The input -
□ □ □
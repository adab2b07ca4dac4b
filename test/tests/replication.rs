use dawn_engine::net::{CNetData, CNetTransform};
use dawn_shared::{
    math::{Colour, Quat, Vec3},
    ClientId, EntityId, NetRole,
};
use dawn_test::{
    CProjectile, CShipControls, CWeapon, RecordingHooks, TestNetwork, PROJECTILE, SHIP,
};

fn init_logging() {
    env_logger::builder()
        .filter_level(log::LevelFilter::Debug)
        .is_test(true)
        .try_init()
        .ok();
}

fn ship_owned_by(network: &TestNetwork, client: ClientId) -> Option<EntityId> {
    network.server.scene().iter().find_map(|entity| {
        let net_data = entity.component::<CNetData>()?;
        (entity.entity_type() == SHIP && net_data.owner() == Some(client)).then(|| entity.id())
    })
}

fn connected_network(clients: usize) -> TestNetwork {
    let mut network = TestNetwork::new(4, RecordingHooks::spawning_ships());
    for _ in 0..clients {
        network.add_client();
    }
    assert!(network.connect_all());
    network
}

#[test]
fn ship_replicates_to_owner_as_authoritative_proxy() {
    init_logging();
    let mut network = connected_network(1);
    let client = network.client_net(0).local_client().unwrap();
    assert!(network.step_until(10, |network| ship_owned_by(network, client).is_some()));
    let ship = ship_owned_by(&network, client).unwrap();

    {
        let scene = network.server.scene_mut();
        let transform = scene.component_mut::<CNetTransform>(ship).unwrap();
        transform.position = Vec3::new(10.0, -4.0, 2.5);
        transform.orientation = Quat::from_axis_angle(Vec3::UNIT_Z, 0.5);
        let controls = scene.component_mut::<CShipControls>(ship).unwrap();
        controls.target_linear_velocity = Vec3::new(0.0, 0.0, 100.0);
        controls.target_angular_velocity = Vec3::new(1.2, 0.0, 0.0);
        controls.firing_weapon = true;
    }

    assert!(network.step_until(60, |network| {
        let server = network.server.scene();
        let client = network.clients[0].scene();
        client.contains(ship)
            && client.component::<CNetTransform>(ship) == server.component::<CNetTransform>(ship)
            && client.component::<CShipControls>(ship) == server.component::<CShipControls>(ship)
    }));

    let client_scene = network.clients[0].scene();
    let net_data = client_scene.component::<CNetData>(ship).unwrap();
    assert_eq!(net_data.role(), NetRole::AuthoritativeProxy);
    assert_eq!(net_data.owner(), Some(client));
    assert!(client_scene.component::<CWeapon>(ship).is_none());
    assert!(network.server.scene().component::<CWeapon>(ship).is_some());
    assert!(network.client_net(0).is_replicated(ship));
    assert!(network.server_net().is_spawned_for(client, ship));
}

#[test]
fn other_clients_see_a_simulated_proxy() {
    init_logging();
    let mut network = connected_network(2);
    let first = network.client_net(0).local_client().unwrap();
    let second = network.client_net(1).local_client().unwrap();
    assert!(network.step_until(60, |network| {
        ship_owned_by(network, first).is_some_and(|ship| network.clients[1].scene().contains(ship))
            && ship_owned_by(network, second)
                .is_some_and(|ship| network.clients[0].scene().contains(ship))
    }));

    let first_ship = ship_owned_by(&network, first).unwrap();
    let role_on = |index: usize| {
        network.clients[index]
            .scene()
            .component::<CNetData>(first_ship)
            .map(CNetData::role)
    };
    assert_eq!(role_on(0), Some(NetRole::AuthoritativeProxy));
    assert_eq!(role_on(1), Some(NetRole::SimulatedProxy));
    assert_eq!(
        network.clients[1]
            .scene()
            .component::<CNetData>(first_ship)
            .and_then(CNetData::owner),
        None
    );
}

#[test]
fn destroy_reaches_clients() {
    init_logging();
    let mut network = connected_network(1);
    let client = network.client_net(0).local_client().unwrap();
    assert!(network.step_until(60, |network| {
        ship_owned_by(network, client).is_some_and(|ship| network.clients[0].scene().contains(ship))
    }));
    let ship = ship_owned_by(&network, client).unwrap();

    let (scene, net) = network.server.scene_and_net();
    assert!(net.unwrap().destroy_entity(scene, ship));
    assert!(network.step_until(60, |network| !network.clients[0].scene().contains(ship)));
    assert!(network.step_until(60, |network| network.server_net().replica_count(client) == 0));
    assert!(!network.client_net(0).is_replicated(ship));
}

#[test]
fn late_joiner_receives_existing_entities() {
    init_logging();
    let mut network = TestNetwork::new(4, RecordingHooks::default());
    network.step_n(2);

    let (scene, net) = network.server.scene_and_net();
    let projectile = net.unwrap().spawn_entity(scene, PROJECTILE, None).unwrap();
    let expected = CProjectile {
        kind: 2,
        position: Vec3::new(1.0, 2.0, 3.0),
        direction: Vec3::new(0.0, 1.0, 0.0),
        velocity: Vec3::new(0.0, 50.0, 0.0),
        colour: Colour::rgb(255, 64, 0),
    };
    *network
        .server
        .scene_mut()
        .component_mut::<CProjectile>(projectile)
        .unwrap() = expected.clone();

    network.add_client();
    assert!(network.connect_all());
    assert!(network.step_until(60, |network| {
        network.clients[0].scene().component::<CProjectile>(projectile) == Some(&expected)
    }));
    assert_eq!(
        network.clients[0]
            .scene()
            .component::<CNetData>(projectile)
            .map(CNetData::role),
        Some(NetRole::SimulatedProxy)
    );
}

#[test]
fn updates_follow_continuous_changes() {
    init_logging();
    let mut network = connected_network(1);
    let client = network.client_net(0).local_client().unwrap();
    assert!(network.step_until(60, |network| {
        ship_owned_by(network, client).is_some_and(|ship| network.clients[0].scene().contains(ship))
    }));
    let ship = ship_owned_by(&network, client).unwrap();

    for step in 0..30 {
        network
            .server
            .scene_mut()
            .component_mut::<CNetTransform>(ship)
            .unwrap()
            .position = Vec3::new(step as f32, 0.0, 0.0);
        network.step();
    }
    assert!(network.step_until(10, |network| {
        network.clients[0]
            .scene()
            .component::<CNetTransform>(ship)
            .map(|transform| transform.position)
            == Some(Vec3::new(29.0, 0.0, 0.0))
    }));
}

#[test]
fn spawning_requires_a_listening_server() {
    init_logging();
    let mut network = connected_network(1);
    let (scene, net) = network.clients[0].scene_and_net();
    assert!(net.unwrap().spawn_entity(scene, SHIP, None).is_err());
}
□ □ □
Copy each line in the entries above where the word "second" shows up.

    let second = network.client_net(1).local_client().unwrap();
            && ship_owned_by(network, second)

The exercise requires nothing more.